También podría contar la historia del niño de Iassu y el delfín (De natura animalium, Libro VI, 15) y la de Androcles y el león (Libro VII, 48). Esta última historia se hará famosa, a tal punto que la incluirán los fabuladores en sus repertorios, la contarán las madres a sus hijos y en las lecturas escolares, favorita. Solamente será excluida de las aulas en un país tan descuidado y a la deriva, que le borrarán de la memoria su propia historia. Un país, podría sospecharse, de extraños animales políticos.
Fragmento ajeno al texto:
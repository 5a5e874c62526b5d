//! Core types used throughout the dashlm library

pub mod embedding;
pub mod message;
pub mod request;
pub mod response;
pub mod stream;
pub mod structured;

// Common type aliases
/// A model identifier (e.g., "qwen3-max", "text-embedding-v3")
pub type ModelId = String;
El autor viene del pasado y se instala en el presente. Emerge de un paisaje antiguo y se detiene en uno moderno. Lo clásico y lo actual se hacen uno solo. Esa yuxtaposición también colide con la simultaneidad de planos. El lector siente que ambas historias ocurren en un mismo instante, cuando en realidad el narrador ha recorrido un largo trecho para hacerlas una sola. Son dos momentos que se imbrican. La cita a las fuentes revela la sobrada intertextualidad característica en la minificción. Ese ludismo crea una atmósfera donde la ficción se combina con el ensayo, de cuya experiencia nace un nuevo tipo de texto con personajes arquetípicos, capaces de mostrar muchos rostros, de pasearse a través de diferentes historias y saberse parte de paisajes también diferentes, como es el caso de los que se mueven en estos cuentos cortos del historiador y narrador venezolano Guillermo Morón.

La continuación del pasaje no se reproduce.